(Records shown)

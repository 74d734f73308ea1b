//! Data models for the catalogue pipeline
//!
//! Working state for processed samples. Nothing here is serialized directly; records
//! are converted into `rarexsec_common::catalogue` types at the end of a period.

pub mod sample;

pub use sample::{
    classify, BeamMonitorOutcome, ExtScaling, ExtTriggerOutcome, ProcessedSample,
    ProcessedVariation, PublicMetrics, SampleFailure, SampleMetrics, SampleOutcome, SampleState,
    SampleType,
};
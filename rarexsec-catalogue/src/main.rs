//! rarexsec-catalogue - recipe to sample catalogue
//!
//! Resolves settings (CLI > ENV > TOML > defaults), then builds and writes
//! `<catalogue_dir>/samples.json`.

use anyhow::Result;
use clap::Parser;
use rarexsec_catalogue::cli::Args;
use rarexsec_common::config::{load_toml_config, resolve_settings, CompiledDefaults};
use tracing::{error, info};

#[tokio::main]
async fn main() -> Result<()> {
    let args = Args::parse();

    // Config-file warnings surface before the configured subscriber exists
    let bootstrap = tracing_subscriber::fmt()
        .with_max_level(tracing::Level::WARN)
        .finish();
    let toml_config = tracing::subscriber::with_default(bootstrap, || {
        load_toml_config(args.config.as_deref())
    });
    let settings = resolve_settings(args.to_overrides(), toml_config, CompiledDefaults::default());

    tracing_subscriber::fmt()
        .with_env_filter(
            tracing_subscriber::EnvFilter::try_from_default_env()
                .unwrap_or_else(|_| tracing_subscriber::EnvFilter::new(&settings.log_level)),
        )
        .init();

    // Build identification first, before any slow I/O
    info!("Starting rarexsec-catalogue {}", env!("RAREXSEC_BUILD"));
    info!(
        run_db = %settings.run_db.display(),
        numi_db = %settings.numi_db.display(),
        jobs = settings.jobs,
        xml_files = settings.xml_files.len(),
        dry_run = args.dry_run,
        "Resolved settings"
    );

    match rarexsec_catalogue::build_catalogue(&settings, &args.recipe, args.dry_run).await {
        Ok(_) => Ok(()),
        Err(e) => {
            error!("Catalogue build aborted: {}", e);
            Err(e.into())
        }
    }
}
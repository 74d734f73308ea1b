//! Raw ROOT file discovery
//!
//! Recursive `*.root` listing under a stage output directory, plus the per-run
//! [`DirectoryListingCache`] that freezes each directory's listing on first read.

use dashmap::DashMap;
use std::collections::HashSet;
use std::path::{Path, PathBuf};
use std::sync::Arc;
use thiserror::Error;
use walkdir::{DirEntry, WalkDir};

/// File scanner errors
#[derive(Debug, Error)]
pub enum ScanError {
    /// Specified path does not exist
    #[error("Path not found: {0}")]
    PathNotFound(PathBuf),

    /// Path exists but is not a directory
    #[error("Not a directory: {0}")]
    NotADirectory(PathBuf),
}

/// ROOT file scanner
pub struct FileScanner {
    extension: String,
}

impl FileScanner {
    pub fn new() -> Self {
        Self {
            extension: "root".to_string(),
        }
    }

    /// Recursively list files with the `.root` extension, sorted by path
    ///
    /// Sorting keeps the merge tool's input order stable between runs.
    pub fn scan(&self, root_path: &Path) -> Result<Vec<PathBuf>, ScanError> {
        if !root_path.exists() {
            return Err(ScanError::PathNotFound(root_path.to_path_buf()));
        }

        if !root_path.is_dir() {
            return Err(ScanError::NotADirectory(root_path.to_path_buf()));
        }

        let mut files = Vec::new();
        let mut symlink_visited = HashSet::new();

        let walker = WalkDir::new(root_path)
            .follow_links(true)
            .into_iter()
            .filter_entry(|e| Self::should_process_entry(e, &mut symlink_visited));

        for entry in walker {
            match entry {
                Ok(entry) => {
                    if entry.file_type().is_file() && self.has_extension(entry.path()) {
                        files.push(entry.path().to_path_buf());
                    }
                }
                Err(e) => {
                    // Continue scanning, don't abort
                    tracing::warn!("Error accessing entry: {}", e);
                }
            }
        }

        files.sort();
        Ok(files)
    }

    fn should_process_entry(entry: &DirEntry, symlink_visited: &mut HashSet<PathBuf>) -> bool {
        if entry.path_is_symlink() {
            if let Ok(canonical) = entry.path().canonicalize() {
                if !symlink_visited.insert(canonical) {
                    tracing::warn!("Symlink loop detected: {}", entry.path().display());
                    return false;
                }
            }
        }
        true
    }

    fn has_extension(&self, path: &Path) -> bool {
        path.extension()
            .map(|ext| ext.to_string_lossy().eq_ignore_ascii_case(&self.extension))
            .unwrap_or(false)
    }
}

impl Default for FileScanner {
    fn default() -> Self {
        Self::new()
    }
}

/// Directory → file-list memo scoped to one pipeline run
///
/// The first listing of a directory is frozen for the lifetime of the cache; inputs
/// are not expected to change mid-run.
#[derive(Default)]
pub struct DirectoryListingCache {
    scanner: FileScanner,
    entries: DashMap<PathBuf, Arc<Vec<PathBuf>>>,
}

impl DirectoryListingCache {
    pub fn new() -> Self {
        Self::default()
    }

    /// Cached listing of `dir`; a missing or unreadable directory lists as empty
    pub fn list(&self, dir: &Path) -> Arc<Vec<PathBuf>> {
        if let Some(cached) = self.entries.get(dir) {
            return Arc::clone(cached.value());
        }

        let files = match self.scanner.scan(dir) {
            Ok(files) => files,
            Err(e) => {
                tracing::warn!("Cannot list ROOT files: {}", e);
                Vec::new()
            }
        };

        Arc::clone(
            self.entries
                .entry(dir.to_path_buf())
                .or_insert_with(|| Arc::new(files))
                .value(),
        )
    }

    /// Number of directories listed so far
    pub fn len(&self) -> usize {
        self.entries.len()
    }

    pub fn is_empty(&self) -> bool {
        self.entries.is_empty()
    }
}
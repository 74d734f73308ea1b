//! Service modules for catalogue building
//!
//! Leaf components used by the sample processor: file discovery, event-file reading
//! (with the ROOT key index behind it), identifier extraction, POT accumulation, the
//! merge tool, the stage resolver, and the prescale service.

pub mod event_file;
pub mod file_scanner;
pub mod identifier_extractor;
pub mod merge_tool;
pub mod pot_accumulator;
pub mod prescale_client;
pub mod root_layout;
pub mod stage_resolver;

pub use event_file::{EventFile, EventFileError, EventFileReader, RootFileReader};
pub use file_scanner::{DirectoryListingCache, FileScanner, ScanError};
pub use identifier_extractor::IdentifierExtractor;
pub use merge_tool::{FileMerger, HaddMerger, MergeError, MergeReport};
pub use pot_accumulator::{PotAccumulator, PotCache};
pub use prescale_client::{
    HttpPrescaleService, PrescaleCorrector, PrescaleError, PrescaleService, PrescaledTriggers,
    UnavailablePrescaleService,
};
pub use root_layout::{LayoutError, RootLayout};
pub use stage_resolver::{StageError, StageOutdirs};
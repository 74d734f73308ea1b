//! Lookup store access
//!
//! The trigger-count store (`run.db`, table `runinfo`) and the beam-monitor store
//! (`numi_v3.db`, table `numi`) are both keyed by (run, subrun). Reconciliation loads
//! a sample's pairs into a TEMP table on a single read-only connection and joins
//! against it.

pub mod beam_monitor;
pub mod triggers;

pub use beam_monitor::{BeamMonitorStore, BeamMonitorSums};
pub use triggers::{TriggerStore, TriggerSums};

use rarexsec_common::RunSubrun;
use sqlx::sqlite::{SqliteConnectOptions, SqliteConnection};
use sqlx::{ConnectOptions, QueryBuilder, Sqlite};
use std::collections::BTreeSet;
use std::path::{Path, PathBuf};
use thiserror::Error;

/// Rows per INSERT when loading pairs (two bound parameters each)
const PAIR_INSERT_CHUNK: usize = 400;

/// Lookup store errors
#[derive(Debug, Error)]
pub enum StoreError {
    #[error("Cannot open lookup store {path}: {source}")]
    Open {
        path: PathBuf,
        #[source]
        source: sqlx::Error,
    },

    #[error("Lookup store query failed: {0}")]
    Query(#[from] sqlx::Error),
}

/// Open a lookup store read-only
///
/// TEMP tables are per connection, so reconciliation runs on one connection rather
/// than a pool.
pub async fn open_lookup_store(path: &Path) -> Result<SqliteConnection, StoreError> {
    tracing::debug!(path = %path.display(), "Opening lookup store (read-only)");

    SqliteConnectOptions::new()
        .filename(path)
        .read_only(true)
        .create_if_missing(false)
        .connect()
        .await
        .map_err(|source| StoreError::Open {
            path: path.to_path_buf(),
            source,
        })
}

/// Create `temp.pairs(run, subrun)` and fill it with `pairs`
pub async fn load_pairs(
    conn: &mut SqliteConnection,
    pairs: &BTreeSet<RunSubrun>,
) -> Result<(), StoreError> {
    sqlx::query("PRAGMA temp_store=MEMORY").execute(&mut *conn).await?;
    sqlx::query(
        r#"
        CREATE TEMP TABLE pairs (
            run INTEGER NOT NULL,
            subrun INTEGER NOT NULL,
            PRIMARY KEY (run, subrun)
        )
        "#,
    )
    .execute(&mut *conn)
    .await?;

    let pairs: Vec<RunSubrun> = pairs.iter().copied().collect();
    for chunk in pairs.chunks(PAIR_INSERT_CHUNK) {
        let mut builder: QueryBuilder<Sqlite> = QueryBuilder::new("INSERT INTO pairs (run, subrun) ");
        builder.push_values(chunk, |mut row, pair| {
            row.push_bind(pair.run()).push_bind(pair.subrun());
        });
        builder.build().execute(&mut *conn).await?;
    }

    Ok(())
}

/// Input pairs with no row in `table`, ordered by (run, subrun)
pub(crate) async fn missing_pairs(
    conn: &mut SqliteConnection,
    table: &str,
) -> Result<Vec<RunSubrun>, StoreError> {
    let sql = format!(
        r#"
        SELECT p.run, p.subrun
        FROM pairs p
        LEFT JOIN {table} t ON t.run = p.run AND t.subrun = p.subrun
        WHERE t.run IS NULL
        ORDER BY p.run, p.subrun
        "#
    );

    let rows: Vec<(i64, i64)> = sqlx::query_as(&sql).fetch_all(&mut *conn).await?;
    Ok(rows.into_iter().map(RunSubrun::from).collect())
}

(End Records shown)

_Activity_
If a line in the listing holds the word "pipeline", list that line.

_Your response_
//! Data models for the catalogue pipeline
/// Directory → file-list memo scoped to one pipeline run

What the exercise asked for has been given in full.